D’un autre côté, les tenants d’une approche centrée sur l’organisation du travail, bien souvent dans des discours incantatoires sur ce que l’entreprise devrait faire pour réduire les sources de stress (prévention primaire).

Ils se font alors les porte-voix des salariés, sans toujours proposer des pistes de solutions perçues comme réalistes par les directions générales (exemple : « il faudrait sortir d’une logique de réduction de coûts »).

Il est donc urgent de sortir d'une logique dichotomique pour exercer la prévention des RPS à trois niveaux [1] :
  • La prévention primaire vise à réduire les facteurs de risque en questionnant notamment l'organisation du travail et le travail lui-même
  • La prévention secondaire vise à donner les moyens aux individus de s’adapter et d'aider les autres à s'adapter aux facteurs de risque, notamment en développant des logiques de protection individuelles et collectives.
  • La prévention tertiaire vise à guérir ou accompagner les individus atteints par les facteurs de risque, fragilisés ou vulnérables.

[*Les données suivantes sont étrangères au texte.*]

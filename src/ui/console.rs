//! A crossterm render sink drawing the log into a terminal region.
use crate::config::style::{normalize_color_name, parse_hex};
use crate::config::StyleSheet;
use crate::logging::format::{markup_class, to_plain};
use crate::logging::{RenderLine, RenderSink, Severity, SinkError};
use crossterm::{
    cursor, queue,
    style::{Attribute, Color, Print, ResetColor, SetAttribute, SetForegroundColor},
    terminal::{Clear, ClearType},
};
use std::collections::VecDeque;
use std::io::Write;
use unicode_width::UnicodeWidthChar;

/// One display row.
#[derive(Debug, Clone, PartialEq, Eq)]
pub struct ConsoleLine {
    pub text: String,
    pub severity: Option<Severity>,
}

/// Keeps the rendered rows and draws the visible window of them.
///
/// `scroll_offset` counts rows hidden below the window; zero means the
/// view sits at the bottom.
pub struct ConsoleSink {
    lines: VecDeque<ConsoleLine>,
    max_lines: usize,
    scroll_offset: usize,
    style: StyleSheet,
    alive: bool,
}

impl ConsoleSink {
    pub fn new(max_lines: usize, style: StyleSheet) -> Self {
        Self {
            lines: VecDeque::new(),
            max_lines: max_lines.max(1),
            scroll_offset: 0,
            style,
            alive: true,
        }
    }

    pub fn lines(&self) -> impl Iterator<Item = &ConsoleLine> + '_ {
        self.lines.iter()
    }

    pub fn scroll_offset(&self) -> usize {
        self.scroll_offset
    }

    pub fn scroll_up(&mut self, rows: usize) {
        self.scroll_offset = (self.scroll_offset + rows).min(self.lines.len());
    }

    pub fn scroll_down(&mut self, rows: usize) {
        self.scroll_offset = self.scroll_offset.saturating_sub(rows);
    }

    pub fn jump_to_bottom(&mut self) {
        self.scroll_offset = 0;
    }

    /// Marks the terminal as gone; later appends fail.
    pub fn close(&mut self) {
        self.alive = false;
    }

    /// Draws the window ending `scroll_offset` rows above the last line.
    pub fn render(
        &self,
        out: &mut impl Write,
        area: (u16, u16, u16, u16), // x, y, width, height
    ) -> std::io::Result<()> {
        let (x, y, width, height) = area;
        let visible = height as usize;
        let total = self.lines.len();

        let end = total.saturating_sub(self.scroll_offset);
        let start = end.saturating_sub(visible);

        for row in 0..height {
            queue!(out, cursor::MoveTo(x, y + row), Clear(ClearType::CurrentLine))?;
        }

        for (row, line) in self.lines.range(start..end).enumerate() {
            let style = line.severity.map(|s| self.style.for_severity(s));
            queue!(out, cursor::MoveTo(x, y + row as u16))?;
            if let Some(style) = style {
                queue!(out, SetForegroundColor(parse_color(&style.color)))?;
                if style.bold {
                    queue!(out, SetAttribute(Attribute::Bold))?;
                }
            }
            queue!(
                out,
                Print(fit_width(&line.text, width as usize)),
                SetAttribute(Attribute::Reset),
                ResetColor
            )?;
        }

        if self.scroll_offset > 0 {
            let marker = format!("\u{2191} +{} more", self.scroll_offset);
            let column = width.saturating_sub(marker.chars().count() as u16);
            queue!(
                out,
                cursor::MoveTo(x + column, y),
                SetForegroundColor(Color::Yellow),
                Print(marker),
                ResetColor
            )?;
        }

        Ok(())
    }

    fn push(&mut self, line: ConsoleLine, follow: bool) {
        if self.lines.len() >= self.max_lines {
            self.lines.pop_front();
        }
        self.lines.push_back(line);

        if follow {
            self.scroll_offset = 0;
        } else {
            // Keep the window pinned on what the user is reading.
            self.scroll_offset = (self.scroll_offset + 1).min(self.lines.len());
        }
    }
}

impl RenderSink for ConsoleSink {
    fn is_alive(&self) -> bool {
        self.alive
    }

    fn append(&mut self, line: &RenderLine<'_>, follow: bool) -> Result<(), SinkError> {
        if !self.alive {
            return Err(SinkError::Unavailable);
        }

        let severity = line
            .severity
            .or_else(|| markup_class(line.markup).and_then(|class| class.parse().ok()));

        let text = to_plain(line.markup);
        for row in text.lines().filter(|row| !row.trim().is_empty()) {
            self.push(
                ConsoleLine {
                    text: row.trim_end().to_string(),
                    severity,
                },
                follow,
            );
        }
        Ok(())
    }

    fn clear(&mut self) -> Result<(), SinkError> {
        if !self.alive {
            return Err(SinkError::Unavailable);
        }
        self.lines.clear();
        self.scroll_offset = 0;
        Ok(())
    }
}

/// Maps a style color name or `#rrggbb` to a terminal color. Unknown names
/// and malformed hex fall back to the terminal default.
pub fn parse_color(name: &str) -> Color {
    if name.starts_with('#') {
        return match parse_hex(name) {
            Some((r, g, b)) => Color::Rgb { r, g, b },
            None => Color::Reset,
        };
    }

    match normalize_color_name(name).as_str() {
        "black" => Color::Black,
        "red" => Color::Red,
        "dark_red" => Color::DarkRed,
        "green" => Color::Green,
        "dark_green" => Color::DarkGreen,
        "yellow" => Color::Yellow,
        "dark_yellow" | "orange" => Color::DarkYellow,
        "blue" => Color::Blue,
        "dark_blue" => Color::DarkBlue,
        "magenta" => Color::Magenta,
        "cyan" => Color::Cyan,
        "white" => Color::White,
        "grey" | "gray" => Color::Grey,
        "dark_grey" | "dark_gray" => Color::DarkGrey,
        _ => Color::Reset,
    }
}

/// Truncates to `width` terminal columns, ending in `...` when cut.
pub fn fit_width(text: &str, width: usize) -> String {
    let total: usize = text.chars().map(|c| c.width().unwrap_or(0)).sum();
    if total <= width {
        return text.to_string();
    }

    let budget = width.saturating_sub(3);
    let mut used = 0;
    let mut out = String::new();
    for c in text.chars() {
        let w = c.width().unwrap_or(0);
        if used + w > budget {
            break;
        }
        used += w;
        out.push(c);
    }
    out.push_str("...");
    out
}

#[cfg(test)]
mod tests {
    use super::*;

    fn line(markup: &str, severity: Option<Severity>) -> RenderLine<'_> {
        RenderLine {
            source: Some("a"),
            severity,
            markup,
        }
    }

    fn texts(sink: &ConsoleSink) -> Vec<String> {
        sink.lines().map(|l| l.text.clone()).collect()
    }

    #[test]
    fn appends_plain_text_and_splits_breaks() {
        let mut sink = ConsoleSink::new(10, StyleSheet::default());
        sink.append(
            &line("<span class=\"ERROR\"><pre>a: x &amp; y</pre></span>", Some(Severity::Error)),
            true,
        )
        .unwrap();
        sink.append(
            &RenderLine {
                source: None,
                severity: None,
                markup: "<span class=\"WARNING\"><h3>Hi</h3></span><br><b>Tip: </b> z",
            },
            true,
        )
        .unwrap();

        assert_eq!(texts(&sink), vec!["a: x & y", "Hi", "Tip:  z"]);
        assert_eq!(sink.lines().nth(1).unwrap().severity, Some(Severity::Warning));
    }

    #[test]
    fn not_following_keeps_window_pinned() {
        let mut sink = ConsoleSink::new(10, StyleSheet::default());
        sink.append(&line("one", None), true).unwrap();
        sink.append(&line("two", None), false).unwrap();
        sink.append(&line("three", None), false).unwrap();
        assert_eq!(sink.scroll_offset(), 2);

        sink.scroll_down(1);
        assert_eq!(sink.scroll_offset(), 1);
        sink.append(&line("four", None), true).unwrap();
        assert_eq!(sink.scroll_offset(), 0);
    }

    #[test]
    fn keeps_at_most_max_lines() {
        let mut sink = ConsoleSink::new(2, StyleSheet::default());
        for text in ["r1", "r2", "r3"] {
            sink.append(&line(text, None), true).unwrap();
        }
        assert_eq!(texts(&sink), vec!["r2", "r3"]);
    }

    #[test]
    fn closed_sink_rejects_appends() {
        let mut sink = ConsoleSink::new(2, StyleSheet::default());
        sink.close();

        assert!(!sink.is_alive());
        assert!(matches!(
            sink.append(&line("x", None), true),
            Err(SinkError::Unavailable)
        ));
    }

    #[test]
    fn renders_window_into_writer() {
        let mut sink = ConsoleSink::new(10, StyleSheet::default());
        for text in ["first", "second", "third"] {
            sink.append(&line(text, Some(Severity::Info)), true).unwrap();
        }

        let mut out = Vec::new();
        sink.render(&mut out, (0, 0, 40, 2)).unwrap();
        let drawn = String::from_utf8_lossy(&out);

        assert!(!drawn.contains("first"));
        assert!(drawn.contains("second"));
        assert!(drawn.contains("third"));
    }

    #[test]
    fn parses_named_and_hex_colors() {
        assert_eq!(parse_color("Dark-Grey"), Color::DarkGrey);
        assert_eq!(parse_color("#ff8c00"), Color::Rgb { r: 255, g: 140, b: 0 });
        assert_eq!(parse_color("#zz"), Color::Reset);
        assert_eq!(parse_color("chartreuse"), Color::Reset);
    }

    #[test]
    fn non_ascii_hex_color_renders_with_default_color() {
        let style: StyleSheet =
            serde_json::from_str(r##"{"info": {"color": "#a\u00e9\u20ac"}}"##).unwrap();
        let mut sink = ConsoleSink::new(10, style);
        sink.append(&line("hello", Some(Severity::Info)), true).unwrap();

        let mut out = Vec::new();
        sink.render(&mut out, (0, 0, 40, 2)).unwrap();

        assert!(String::from_utf8_lossy(&out).contains("hello"));
        assert_eq!(parse_color("#a\u{e9}\u{20ac}"), Color::Reset);
    }

    #[test]
    fn fits_wide_text() {
        assert_eq!(fit_width("short", 10), "short");
        assert_eq!(fit_width("abcdefghij", 6), "abc...");
        assert_eq!(fit_width("日本語テキスト", 7), "日本...");
    }
}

Face à ces pratiques en présence, l’approche doit se faire à ces trois niveaux : après une définition des facteurs majorant les risques psychosociaux, ainsi qu’une présentation de la nécessité d’une approche globale du sujet, un accent particulier est mis sur la description d’une méthodologie de prévention des risques psychosociaux.

Co-construire un dictionnaire de bonnes pratiques managériales

En partant d’une restauration dans l’entreprise de temps d’échange entre managers sur les problématiques rencontrées au quotidien, le lien est fait entre des problématiques individuelles de management et des problématiques collectives et organisationnelles.

Une telle démarche permet :

d’une part d’établir, voire de rétablir, le lien entre les situations de travail vécues par le management de proximité et la perception qu’en ont les dirigeants : trop souvent, les risques psychosociaux trouvent leur terreau dans les décalages de perception entre les personnes sur la définition du « travail bien fait » [2].

Les dirigeants, comme le management intermédiaire et les collaborateurs, doivent s’engager dans la réduction de ce décalage.

d’autre part, d’aider le management intermédiaire à élaborer des remontées à la direction destinées à faire évoluer le travail et son organisation dans le sens d'une réduction des risques psychosociaux.

Enfin, il s’agit de co-construire avec les managers intermédiaires un dictionnaire de bonnes pratiques managériales.

  • Ce dictionnaire pourra ainsi servir de fondement à l’élaboration d’une charte managériale à laquelle l’entreprise pourra se référer et qui présentera la particularité d'être issue des managers de « terrain » en intégrant autant leur vision du « souhaitable » que du « possible »…


Cette approche multiniveaux doit permettre  le dialogue entre direction, IRP, management intermédiaire et salariés, en partant de formulations du problème enfin compatibles.

Gageons que les enjeux actuels de prévention des RPS pourront ainsi laisser place au développement du bien-être au travail, ce qui permettra de faire face aux enjeux humains de l’entreprise de demain : attractivité des entreprises pour leurs talents, cohabitation intergénérationnelle, préservation de l'équilibre vie personnelle/vie professionnelle, intégration de la nouvelle génération.

[1] Stress et risques psychosociaux au travail. Comprendre-prévenir-intervenir Elsevier Masson. Collection Pratiques en psychothérapie - Santé psy et travail. Bruno Lefebvre, psychologue clinicien et Matthieu Poirot, docteur en gestion. Première édition, à paraître le 23 février 2010.
[2] Le travail à cœur, pour en finir avec les risques psychosociaux, La Découverte 2010, Yves Clot.